What to work on |
Take the data below and extract the lines from the one with "filename src/application_impl/token_codec_jwt.rs" to the one with "use jsonwebtoken::errors::ErrorKind;", inclusive, exactly as written.

········

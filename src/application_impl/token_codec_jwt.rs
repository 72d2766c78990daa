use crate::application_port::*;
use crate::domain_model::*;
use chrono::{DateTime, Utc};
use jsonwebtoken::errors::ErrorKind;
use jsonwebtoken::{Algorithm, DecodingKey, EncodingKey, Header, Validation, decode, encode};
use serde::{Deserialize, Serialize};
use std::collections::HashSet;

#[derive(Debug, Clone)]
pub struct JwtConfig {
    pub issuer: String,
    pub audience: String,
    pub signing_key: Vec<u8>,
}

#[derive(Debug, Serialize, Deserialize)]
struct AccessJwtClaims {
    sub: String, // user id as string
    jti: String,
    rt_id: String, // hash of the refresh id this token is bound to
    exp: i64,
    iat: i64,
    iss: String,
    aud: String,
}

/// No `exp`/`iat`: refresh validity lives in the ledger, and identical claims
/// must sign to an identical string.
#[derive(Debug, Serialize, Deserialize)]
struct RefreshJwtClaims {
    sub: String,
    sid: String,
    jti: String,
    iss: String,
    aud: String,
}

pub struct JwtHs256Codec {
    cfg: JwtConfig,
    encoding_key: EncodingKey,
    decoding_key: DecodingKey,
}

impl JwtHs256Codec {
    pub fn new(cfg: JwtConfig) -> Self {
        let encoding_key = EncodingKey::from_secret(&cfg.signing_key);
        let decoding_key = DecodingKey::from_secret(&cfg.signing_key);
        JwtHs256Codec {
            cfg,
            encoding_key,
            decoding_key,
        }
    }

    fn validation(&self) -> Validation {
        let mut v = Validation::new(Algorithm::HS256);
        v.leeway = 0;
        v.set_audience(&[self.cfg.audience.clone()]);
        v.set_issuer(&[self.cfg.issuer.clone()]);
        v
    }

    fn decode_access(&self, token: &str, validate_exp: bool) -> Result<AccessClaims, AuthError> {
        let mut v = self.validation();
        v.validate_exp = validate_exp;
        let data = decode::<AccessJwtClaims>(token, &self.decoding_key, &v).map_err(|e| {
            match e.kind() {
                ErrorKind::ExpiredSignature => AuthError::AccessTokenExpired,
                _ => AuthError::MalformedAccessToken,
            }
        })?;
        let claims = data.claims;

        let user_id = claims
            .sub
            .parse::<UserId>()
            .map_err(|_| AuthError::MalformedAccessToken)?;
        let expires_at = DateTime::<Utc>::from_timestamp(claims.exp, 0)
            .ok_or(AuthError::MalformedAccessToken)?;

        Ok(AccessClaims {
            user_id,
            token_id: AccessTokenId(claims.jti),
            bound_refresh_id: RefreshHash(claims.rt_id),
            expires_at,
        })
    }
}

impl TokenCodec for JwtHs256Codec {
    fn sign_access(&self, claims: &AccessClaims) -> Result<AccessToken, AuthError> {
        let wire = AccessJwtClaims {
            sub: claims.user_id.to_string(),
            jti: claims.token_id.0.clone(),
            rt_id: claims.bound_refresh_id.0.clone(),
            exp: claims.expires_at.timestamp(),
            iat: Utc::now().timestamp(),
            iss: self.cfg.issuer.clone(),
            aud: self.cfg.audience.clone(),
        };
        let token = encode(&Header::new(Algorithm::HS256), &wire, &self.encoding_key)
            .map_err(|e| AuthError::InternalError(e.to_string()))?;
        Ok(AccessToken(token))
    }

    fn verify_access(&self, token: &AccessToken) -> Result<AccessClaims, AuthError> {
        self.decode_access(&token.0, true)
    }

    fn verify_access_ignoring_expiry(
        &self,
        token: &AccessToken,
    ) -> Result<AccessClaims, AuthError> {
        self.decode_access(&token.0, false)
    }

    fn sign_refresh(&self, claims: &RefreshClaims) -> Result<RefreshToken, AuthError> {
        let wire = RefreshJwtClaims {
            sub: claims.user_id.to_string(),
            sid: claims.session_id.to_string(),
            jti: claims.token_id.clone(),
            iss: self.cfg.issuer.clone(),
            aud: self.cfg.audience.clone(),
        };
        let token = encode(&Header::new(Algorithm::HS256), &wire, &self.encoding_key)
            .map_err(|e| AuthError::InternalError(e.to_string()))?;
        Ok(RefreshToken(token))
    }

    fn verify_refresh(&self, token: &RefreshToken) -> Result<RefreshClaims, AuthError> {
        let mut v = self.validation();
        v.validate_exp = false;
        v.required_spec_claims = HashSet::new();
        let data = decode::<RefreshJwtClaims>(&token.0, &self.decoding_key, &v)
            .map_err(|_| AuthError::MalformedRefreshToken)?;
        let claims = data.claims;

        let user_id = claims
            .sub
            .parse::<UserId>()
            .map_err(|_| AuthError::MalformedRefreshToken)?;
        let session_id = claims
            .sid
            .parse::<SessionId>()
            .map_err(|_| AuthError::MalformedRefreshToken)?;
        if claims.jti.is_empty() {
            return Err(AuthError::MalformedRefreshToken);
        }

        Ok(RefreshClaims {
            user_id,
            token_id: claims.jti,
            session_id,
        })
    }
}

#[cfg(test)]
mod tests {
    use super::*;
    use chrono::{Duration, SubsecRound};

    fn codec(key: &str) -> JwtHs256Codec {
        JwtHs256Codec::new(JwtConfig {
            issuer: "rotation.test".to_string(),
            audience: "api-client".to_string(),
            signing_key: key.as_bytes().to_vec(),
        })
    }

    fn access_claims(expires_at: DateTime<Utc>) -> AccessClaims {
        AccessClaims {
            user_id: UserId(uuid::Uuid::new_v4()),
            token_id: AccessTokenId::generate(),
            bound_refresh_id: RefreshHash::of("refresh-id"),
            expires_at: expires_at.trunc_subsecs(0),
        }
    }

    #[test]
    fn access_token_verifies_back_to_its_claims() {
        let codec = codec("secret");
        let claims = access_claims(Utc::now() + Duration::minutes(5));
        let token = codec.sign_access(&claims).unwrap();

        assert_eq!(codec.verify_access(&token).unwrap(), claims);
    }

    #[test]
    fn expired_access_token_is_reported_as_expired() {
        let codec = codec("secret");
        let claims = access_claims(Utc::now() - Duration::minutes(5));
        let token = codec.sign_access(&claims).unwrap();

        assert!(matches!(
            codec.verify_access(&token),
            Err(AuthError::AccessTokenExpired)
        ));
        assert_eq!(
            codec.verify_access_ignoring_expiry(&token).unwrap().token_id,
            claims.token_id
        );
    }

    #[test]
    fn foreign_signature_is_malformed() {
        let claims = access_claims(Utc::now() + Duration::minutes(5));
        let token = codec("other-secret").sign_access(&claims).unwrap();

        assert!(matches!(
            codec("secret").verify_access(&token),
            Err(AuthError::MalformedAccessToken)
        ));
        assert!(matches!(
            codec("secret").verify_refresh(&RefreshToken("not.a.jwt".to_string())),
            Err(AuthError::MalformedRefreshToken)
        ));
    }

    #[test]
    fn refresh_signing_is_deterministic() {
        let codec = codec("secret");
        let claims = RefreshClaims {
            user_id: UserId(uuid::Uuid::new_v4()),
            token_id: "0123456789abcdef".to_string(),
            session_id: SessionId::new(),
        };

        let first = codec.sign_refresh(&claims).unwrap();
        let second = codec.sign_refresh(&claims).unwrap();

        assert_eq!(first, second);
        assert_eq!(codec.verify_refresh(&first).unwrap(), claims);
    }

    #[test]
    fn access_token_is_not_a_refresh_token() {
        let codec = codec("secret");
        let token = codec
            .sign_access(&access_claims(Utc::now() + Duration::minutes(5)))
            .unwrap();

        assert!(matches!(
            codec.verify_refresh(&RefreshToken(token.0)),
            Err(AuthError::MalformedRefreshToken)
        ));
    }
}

········

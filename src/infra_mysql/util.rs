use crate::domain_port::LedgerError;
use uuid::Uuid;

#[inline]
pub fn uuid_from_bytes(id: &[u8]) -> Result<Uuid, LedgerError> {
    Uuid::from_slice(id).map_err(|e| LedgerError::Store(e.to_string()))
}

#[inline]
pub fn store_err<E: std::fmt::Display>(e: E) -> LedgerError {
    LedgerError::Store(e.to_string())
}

········

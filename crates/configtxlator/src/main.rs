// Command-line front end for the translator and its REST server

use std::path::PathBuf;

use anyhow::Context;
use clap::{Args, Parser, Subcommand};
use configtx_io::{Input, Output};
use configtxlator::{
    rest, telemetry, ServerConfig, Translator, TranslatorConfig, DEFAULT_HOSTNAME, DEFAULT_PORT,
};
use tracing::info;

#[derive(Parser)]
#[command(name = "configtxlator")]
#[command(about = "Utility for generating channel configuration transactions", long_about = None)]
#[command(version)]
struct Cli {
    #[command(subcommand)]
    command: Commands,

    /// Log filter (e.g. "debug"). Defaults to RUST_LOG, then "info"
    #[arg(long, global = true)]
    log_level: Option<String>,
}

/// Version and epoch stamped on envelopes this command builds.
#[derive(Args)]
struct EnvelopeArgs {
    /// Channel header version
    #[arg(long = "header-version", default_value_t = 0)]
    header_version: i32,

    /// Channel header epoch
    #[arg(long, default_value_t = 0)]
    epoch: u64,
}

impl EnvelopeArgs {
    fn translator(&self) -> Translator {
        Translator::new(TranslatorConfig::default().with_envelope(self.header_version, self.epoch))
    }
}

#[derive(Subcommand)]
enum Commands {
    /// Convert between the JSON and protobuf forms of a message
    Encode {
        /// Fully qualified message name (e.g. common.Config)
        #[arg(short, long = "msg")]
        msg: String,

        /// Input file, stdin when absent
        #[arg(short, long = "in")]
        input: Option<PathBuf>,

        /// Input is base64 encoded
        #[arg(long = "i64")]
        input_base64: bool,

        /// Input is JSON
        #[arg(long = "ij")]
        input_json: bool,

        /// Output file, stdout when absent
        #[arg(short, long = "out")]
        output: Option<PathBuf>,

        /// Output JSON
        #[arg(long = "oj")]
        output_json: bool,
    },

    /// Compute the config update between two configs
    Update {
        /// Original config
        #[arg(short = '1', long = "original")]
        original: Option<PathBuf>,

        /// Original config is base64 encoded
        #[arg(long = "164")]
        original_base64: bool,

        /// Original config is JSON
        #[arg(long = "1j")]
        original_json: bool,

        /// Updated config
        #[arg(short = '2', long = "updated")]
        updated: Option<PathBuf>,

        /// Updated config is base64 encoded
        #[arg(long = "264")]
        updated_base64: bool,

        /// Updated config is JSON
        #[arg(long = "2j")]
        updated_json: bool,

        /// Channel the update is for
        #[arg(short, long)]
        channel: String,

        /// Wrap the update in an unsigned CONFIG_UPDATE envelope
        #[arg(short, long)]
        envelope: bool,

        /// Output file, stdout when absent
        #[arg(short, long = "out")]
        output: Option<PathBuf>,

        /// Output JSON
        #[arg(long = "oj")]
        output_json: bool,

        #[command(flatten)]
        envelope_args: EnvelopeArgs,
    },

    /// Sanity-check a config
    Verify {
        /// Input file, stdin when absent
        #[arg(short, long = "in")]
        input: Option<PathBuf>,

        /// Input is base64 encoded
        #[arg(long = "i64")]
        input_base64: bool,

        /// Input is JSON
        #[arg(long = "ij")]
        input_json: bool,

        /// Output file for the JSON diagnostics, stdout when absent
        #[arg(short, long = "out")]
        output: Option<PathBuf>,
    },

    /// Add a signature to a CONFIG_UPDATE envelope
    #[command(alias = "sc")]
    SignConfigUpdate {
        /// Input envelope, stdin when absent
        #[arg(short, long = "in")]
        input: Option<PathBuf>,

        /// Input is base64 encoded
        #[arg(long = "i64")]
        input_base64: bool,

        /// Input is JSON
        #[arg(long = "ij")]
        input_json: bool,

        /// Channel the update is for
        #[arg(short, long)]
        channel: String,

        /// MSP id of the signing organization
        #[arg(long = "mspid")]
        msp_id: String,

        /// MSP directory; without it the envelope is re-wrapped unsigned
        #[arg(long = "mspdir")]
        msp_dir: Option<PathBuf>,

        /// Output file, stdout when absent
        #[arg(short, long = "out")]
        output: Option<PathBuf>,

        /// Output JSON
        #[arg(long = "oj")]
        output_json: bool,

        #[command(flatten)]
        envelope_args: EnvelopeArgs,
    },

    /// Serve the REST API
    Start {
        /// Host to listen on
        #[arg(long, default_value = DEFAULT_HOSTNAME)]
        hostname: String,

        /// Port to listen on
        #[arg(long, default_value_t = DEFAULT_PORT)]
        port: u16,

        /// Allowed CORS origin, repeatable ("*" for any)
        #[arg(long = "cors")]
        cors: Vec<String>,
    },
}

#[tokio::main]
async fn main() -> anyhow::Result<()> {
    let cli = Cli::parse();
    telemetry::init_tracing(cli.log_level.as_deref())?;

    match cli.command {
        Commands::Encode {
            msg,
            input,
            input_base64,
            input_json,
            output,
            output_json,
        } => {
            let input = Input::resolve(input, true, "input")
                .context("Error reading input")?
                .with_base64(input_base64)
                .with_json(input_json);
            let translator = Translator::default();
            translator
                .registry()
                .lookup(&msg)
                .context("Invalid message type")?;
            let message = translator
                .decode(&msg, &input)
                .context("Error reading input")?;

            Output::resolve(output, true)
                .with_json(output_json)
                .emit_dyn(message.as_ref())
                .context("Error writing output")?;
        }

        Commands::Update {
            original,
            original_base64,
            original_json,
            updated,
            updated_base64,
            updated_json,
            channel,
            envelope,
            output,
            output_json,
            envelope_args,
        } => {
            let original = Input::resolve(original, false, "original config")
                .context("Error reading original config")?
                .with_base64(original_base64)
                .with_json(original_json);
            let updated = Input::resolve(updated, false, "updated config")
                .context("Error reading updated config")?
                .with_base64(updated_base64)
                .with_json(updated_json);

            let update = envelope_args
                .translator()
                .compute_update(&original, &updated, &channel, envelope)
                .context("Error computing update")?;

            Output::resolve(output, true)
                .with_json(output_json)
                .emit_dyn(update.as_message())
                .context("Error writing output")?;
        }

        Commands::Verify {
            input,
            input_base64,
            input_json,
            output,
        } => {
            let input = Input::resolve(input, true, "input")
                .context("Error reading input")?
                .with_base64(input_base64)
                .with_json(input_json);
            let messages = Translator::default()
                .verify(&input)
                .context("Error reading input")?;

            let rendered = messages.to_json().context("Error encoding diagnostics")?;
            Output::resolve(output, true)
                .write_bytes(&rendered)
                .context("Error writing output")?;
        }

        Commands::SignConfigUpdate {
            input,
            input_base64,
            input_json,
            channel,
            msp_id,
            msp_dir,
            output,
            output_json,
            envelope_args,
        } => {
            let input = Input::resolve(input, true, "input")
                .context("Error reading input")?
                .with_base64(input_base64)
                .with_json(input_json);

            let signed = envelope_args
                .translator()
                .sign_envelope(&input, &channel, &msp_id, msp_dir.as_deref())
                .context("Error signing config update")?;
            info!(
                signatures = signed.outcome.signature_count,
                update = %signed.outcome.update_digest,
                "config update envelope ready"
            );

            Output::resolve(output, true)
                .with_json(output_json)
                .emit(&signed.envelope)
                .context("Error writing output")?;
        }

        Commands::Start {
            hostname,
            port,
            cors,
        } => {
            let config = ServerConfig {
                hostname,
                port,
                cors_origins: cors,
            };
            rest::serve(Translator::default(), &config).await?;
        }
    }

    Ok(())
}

········

Exercise result |
filename src/application_impl/token_codec_jwt.rs
repository 72d2766c78990daa
use crate::application_port::*;
use crate::domain_model::*;
use chrono::{DateTime, Utc};
use jsonwebtoken::errors::ErrorKind;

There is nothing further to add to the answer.